(TO DO):
State how many lines in the listing contain the string "errors", and add nothing to that number.
⁂
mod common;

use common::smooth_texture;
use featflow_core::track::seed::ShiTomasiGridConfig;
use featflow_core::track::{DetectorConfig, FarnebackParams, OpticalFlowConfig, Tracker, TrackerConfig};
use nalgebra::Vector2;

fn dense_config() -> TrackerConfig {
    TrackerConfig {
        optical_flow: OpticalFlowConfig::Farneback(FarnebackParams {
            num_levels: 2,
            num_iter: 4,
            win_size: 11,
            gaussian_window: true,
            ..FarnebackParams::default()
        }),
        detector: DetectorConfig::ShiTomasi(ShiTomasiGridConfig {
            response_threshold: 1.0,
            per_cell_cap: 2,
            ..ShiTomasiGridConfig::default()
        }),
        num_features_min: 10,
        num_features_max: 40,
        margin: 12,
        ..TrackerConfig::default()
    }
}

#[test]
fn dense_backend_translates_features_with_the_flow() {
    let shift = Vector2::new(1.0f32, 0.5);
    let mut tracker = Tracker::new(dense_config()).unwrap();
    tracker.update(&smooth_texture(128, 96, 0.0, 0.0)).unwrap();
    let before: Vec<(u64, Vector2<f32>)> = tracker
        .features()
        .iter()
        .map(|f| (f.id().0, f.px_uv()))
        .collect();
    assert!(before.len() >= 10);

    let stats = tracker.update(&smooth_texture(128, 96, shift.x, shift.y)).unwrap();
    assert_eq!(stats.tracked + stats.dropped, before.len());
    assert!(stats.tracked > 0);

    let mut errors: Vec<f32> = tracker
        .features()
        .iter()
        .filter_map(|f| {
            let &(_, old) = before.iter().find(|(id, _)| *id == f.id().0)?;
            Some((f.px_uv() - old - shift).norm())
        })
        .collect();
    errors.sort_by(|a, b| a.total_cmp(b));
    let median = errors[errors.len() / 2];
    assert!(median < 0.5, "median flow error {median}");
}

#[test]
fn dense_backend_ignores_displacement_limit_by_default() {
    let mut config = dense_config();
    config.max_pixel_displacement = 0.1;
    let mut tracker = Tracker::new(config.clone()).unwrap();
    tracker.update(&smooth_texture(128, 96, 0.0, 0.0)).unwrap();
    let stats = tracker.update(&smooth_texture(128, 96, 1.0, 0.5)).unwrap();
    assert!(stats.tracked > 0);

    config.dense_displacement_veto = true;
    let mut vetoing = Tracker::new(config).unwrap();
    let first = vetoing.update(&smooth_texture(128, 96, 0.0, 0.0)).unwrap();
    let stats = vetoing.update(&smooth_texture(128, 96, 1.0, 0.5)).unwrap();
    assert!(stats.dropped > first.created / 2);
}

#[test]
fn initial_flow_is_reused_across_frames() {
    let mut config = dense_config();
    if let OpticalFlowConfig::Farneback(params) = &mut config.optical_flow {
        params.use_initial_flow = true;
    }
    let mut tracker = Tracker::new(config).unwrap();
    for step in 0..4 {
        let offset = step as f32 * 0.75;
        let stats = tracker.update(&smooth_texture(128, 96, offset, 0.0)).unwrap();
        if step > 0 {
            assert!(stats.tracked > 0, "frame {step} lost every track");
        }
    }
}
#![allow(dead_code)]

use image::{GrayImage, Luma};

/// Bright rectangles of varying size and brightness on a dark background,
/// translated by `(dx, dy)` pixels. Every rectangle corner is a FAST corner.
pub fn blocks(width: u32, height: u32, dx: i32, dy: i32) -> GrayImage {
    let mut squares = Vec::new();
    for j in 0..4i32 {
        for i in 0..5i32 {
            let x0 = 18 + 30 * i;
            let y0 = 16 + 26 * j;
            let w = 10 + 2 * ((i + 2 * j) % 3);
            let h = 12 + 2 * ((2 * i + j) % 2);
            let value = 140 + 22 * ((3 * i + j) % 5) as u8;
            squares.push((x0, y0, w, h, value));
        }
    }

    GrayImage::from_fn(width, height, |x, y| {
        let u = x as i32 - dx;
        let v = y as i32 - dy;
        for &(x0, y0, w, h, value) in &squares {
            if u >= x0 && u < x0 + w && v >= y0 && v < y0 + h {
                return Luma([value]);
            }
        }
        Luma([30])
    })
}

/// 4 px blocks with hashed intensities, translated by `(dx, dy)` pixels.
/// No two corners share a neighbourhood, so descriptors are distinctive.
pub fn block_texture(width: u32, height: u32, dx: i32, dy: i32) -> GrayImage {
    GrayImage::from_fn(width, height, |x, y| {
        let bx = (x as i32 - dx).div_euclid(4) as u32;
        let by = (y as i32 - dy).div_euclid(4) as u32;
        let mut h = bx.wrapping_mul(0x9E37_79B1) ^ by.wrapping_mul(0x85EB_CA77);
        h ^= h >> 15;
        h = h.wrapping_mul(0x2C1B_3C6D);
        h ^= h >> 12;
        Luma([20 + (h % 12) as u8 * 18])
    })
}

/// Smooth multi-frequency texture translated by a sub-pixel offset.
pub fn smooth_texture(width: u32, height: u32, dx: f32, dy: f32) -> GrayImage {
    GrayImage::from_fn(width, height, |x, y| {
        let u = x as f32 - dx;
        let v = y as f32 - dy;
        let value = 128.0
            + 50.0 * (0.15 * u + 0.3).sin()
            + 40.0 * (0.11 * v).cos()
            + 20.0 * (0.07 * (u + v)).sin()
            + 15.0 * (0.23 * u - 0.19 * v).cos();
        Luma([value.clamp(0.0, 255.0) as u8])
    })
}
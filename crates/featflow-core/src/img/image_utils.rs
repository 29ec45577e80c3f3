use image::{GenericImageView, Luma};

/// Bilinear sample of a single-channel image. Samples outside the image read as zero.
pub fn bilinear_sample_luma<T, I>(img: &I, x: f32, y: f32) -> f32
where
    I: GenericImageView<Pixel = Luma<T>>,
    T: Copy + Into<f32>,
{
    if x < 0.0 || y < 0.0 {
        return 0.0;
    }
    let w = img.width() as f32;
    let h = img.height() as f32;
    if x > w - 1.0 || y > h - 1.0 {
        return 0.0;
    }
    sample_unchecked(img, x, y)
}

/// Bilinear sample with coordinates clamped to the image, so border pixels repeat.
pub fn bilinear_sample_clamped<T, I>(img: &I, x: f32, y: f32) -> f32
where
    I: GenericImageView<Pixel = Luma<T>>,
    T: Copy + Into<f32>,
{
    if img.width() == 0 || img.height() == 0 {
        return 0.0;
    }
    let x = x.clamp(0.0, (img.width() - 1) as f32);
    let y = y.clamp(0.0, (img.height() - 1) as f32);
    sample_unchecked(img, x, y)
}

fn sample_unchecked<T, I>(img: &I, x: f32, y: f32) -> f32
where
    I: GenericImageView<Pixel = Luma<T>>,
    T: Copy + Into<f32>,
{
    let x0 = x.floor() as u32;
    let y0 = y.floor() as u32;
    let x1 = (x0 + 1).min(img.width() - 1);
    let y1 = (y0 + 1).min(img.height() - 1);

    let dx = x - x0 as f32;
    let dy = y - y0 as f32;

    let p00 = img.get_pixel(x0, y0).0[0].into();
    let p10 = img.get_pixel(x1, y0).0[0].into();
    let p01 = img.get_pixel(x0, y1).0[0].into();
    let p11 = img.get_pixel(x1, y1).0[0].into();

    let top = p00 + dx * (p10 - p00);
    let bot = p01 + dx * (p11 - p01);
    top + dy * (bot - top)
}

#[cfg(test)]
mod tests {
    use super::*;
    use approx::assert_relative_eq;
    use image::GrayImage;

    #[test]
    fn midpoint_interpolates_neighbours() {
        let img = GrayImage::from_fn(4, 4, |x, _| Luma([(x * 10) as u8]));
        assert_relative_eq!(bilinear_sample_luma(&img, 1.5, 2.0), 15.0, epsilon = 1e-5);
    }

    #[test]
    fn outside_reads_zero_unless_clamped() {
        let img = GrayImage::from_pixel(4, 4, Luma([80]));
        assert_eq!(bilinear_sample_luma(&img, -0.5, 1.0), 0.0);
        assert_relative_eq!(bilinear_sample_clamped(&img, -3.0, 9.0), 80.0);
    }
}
⁂
(ANSWER BOX):
3